Moj ulubiony fragnent to opis zatopienia 'Dresdena' przez Glasgow'a i Kent'a. :cfaniak:
Ze wzgledu na niezwykle barwny styl pisania Massiego polecilbym wszystkie jego ksiazki, na prawde czytalem wszyskie,
Nawet moja 'kolezanka malzonka' ktora wielka fanka historii nie jest przeczytala Romanowow, Piotra Wielkiego i Katarzyne Wielka, bardzo sobie chwalac je wszystkie. :nauka:
'There seems to be something wrong with our bloody ships today!' - Vice Admiral Sir David Beatty
Morskie Opowiesci YouTube
shigure
Posty: 1242
Rejestracja: 2004-01-04, 21:35
Lokalizacja: szczecin

Re: R.K. Massie, Stalowe fortece, tom I

Post autor: shigure »

...skoro-wybaczcie określenie- dwa TAKIE OSOBNIKI- polecają tą pozycję, to jutro ruszam do zaprzyjaźnionej księgarni.
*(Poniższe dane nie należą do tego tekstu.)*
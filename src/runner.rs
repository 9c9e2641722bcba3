use crate::ast::Program;
use crate::builtins::{HostValue, InputFuture};
use crate::debugger::{Checkpoint, SessionState};
use crate::environment::Environment;
use crate::error::{report_parse_errors, report_runtime_error, ParseError};
use crate::evaluator::Evaluator;
use crate::parser::parse;
use crate::value::Value;
use std::io::{self, Write};

/// Parse and evaluate against an existing environment. Parse errors keep the
/// program from running at all.
pub async fn evaluate(
    source: &str,
    evaluator: &mut Evaluator,
    env: &Environment,
) -> Result<Value, Vec<ParseError>> {
    let (program, errors) = parse(source);
    if !errors.is_empty() {
        return Err(errors);
    }
    Ok(evaluator.eval_program(&program, env).await)
}

/// Run a whole script, reporting diagnostics. Returns the program value when
/// it parsed and did not end in an error.
pub async fn run(source: &str, filename: Option<&str>, mut evaluator: Evaluator) -> Option<Value> {
    let env = Environment::new();
    match evaluate(source, &mut evaluator, &env).await {
        Ok(Value::Error(message)) => {
            report_runtime_error(&message, source, filename);
            None
        }
        Ok(value) => Some(value),
        Err(errors) => {
            report_parse_errors(&errors, source, filename);
            None
        }
    }
}

enum StepCommand {
    Step,
    Continue,
    Quit,
}

/// Interactive stepping: Enter steps, `c` runs to the end, `q` stops.
pub async fn debug(source: &str, filename: Option<&str>, evaluator: Evaluator) -> Option<Value> {
    let program = parse_or_report(source, filename)?;
    let mut session = evaluator.debug(&program, Environment::new());

    while let Some(checkpoint) = session.next().await {
        print_checkpoint(&checkpoint);
        match prompt_step().await {
            StepCommand::Step => {}
            StepCommand::Continue => {
                session.run_to_end().await;
                break;
            }
            StepCommand::Quit => {
                session.cancel();
                break;
            }
        }
    }

    match (session.state(), session.result()) {
        (SessionState::Completed, Some(Value::Error(message))) => {
            report_runtime_error(message, source, filename);
            None
        }
        (SessionState::Completed, Some(value)) => Some(value.clone()),
        _ => {
            println!("(stopped)");
            None
        }
    }
}

fn parse_or_report(source: &str, filename: Option<&str>) -> Option<Program> {
    let (program, errors) = parse(source);
    if errors.is_empty() {
        Some(program)
    } else {
        report_parse_errors(&errors, source, filename);
        None
    }
}

fn print_checkpoint(checkpoint: &Checkpoint) {
    println!("[{}] {}", checkpoint.position(), checkpoint.node);
    for (name, value) in checkpoint.env.visible_bindings() {
        println!("    {} = {}", name, value);
    }
}

async fn prompt_step() -> StepCommand {
    print!("(step) ");
    if let Err(error) = io::stdout().flush() {
        tracing::warn!(%error, "failed to flush prompt");
    }

    match read_stdin_line().await {
        None => StepCommand::Quit,
        Some(line) => match line.trim() {
            "c" | "continue" => StepCommand::Continue,
            "q" | "quit" => StepCommand::Quit,
            _ => StepCommand::Step,
        },
    }
}

/// Read one line without blocking the evaluator's runtime thread.
pub(crate) async fn read_stdin_line() -> Option<String> {
    let line = tokio::task::spawn_blocking(|| {
        let mut line = String::new();
        match io::stdin().read_line(&mut line) {
            Ok(0) => None,
            Ok(_) => Some(line),
            Err(error) => {
                tracing::warn!(%error, "failed to read stdin");
                None
            }
        }
    })
    .await;

    line.ok().flatten()
}

/// Input callback backed by stdin, one line per `Input()` call.
pub fn stdin_input() -> InputFuture {
    Box::pin(async {
        let line = read_stdin_line().await?;
        Some(parse_host_input(&line))
    })
}

/// Interpret a line typed by the user as the closest primitive.
pub fn parse_host_input(line: &str) -> HostValue {
    let text = line.trim_end_matches(['\r', '\n']);
    let trimmed = text.trim();

    let numeric = !trimmed.is_empty()
        && trimmed.chars().any(|c| c.is_ascii_digit())
        && trimmed
            .chars()
            .all(|c| c.is_ascii_digit() || c == '.' || c == '-');
    if numeric {
        if let Ok(n) = trimmed.parse::<f64>() {
            return HostValue::Number(n);
        }
    }

    match trimmed {
        "true" => HostValue::Boolean(true),
        "false" => HostValue::Boolean(false),
        _ => HostValue::String(text.to_string()),
    }
}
Jeszcze raz przepraszam za określenie Was na wstępie TAKIMI OSOBNIKAMI, ale nie oszukujmy się, jesteście w pewnej dziedzinie niekwestionowanymi autorytetami. Wielkie dzięki za opinie.
Awatar użytkownika
MacGreg
Posty: 592
Rejestracja: 2013-04-24, 19:58
Lokalizacja: Scotland

Re: R.K. Massie, Stalowe fortece, tom I

Post autor: MacGreg »

shigure pisze: jutro ruszam do zaprzyjaźnionej księgarni.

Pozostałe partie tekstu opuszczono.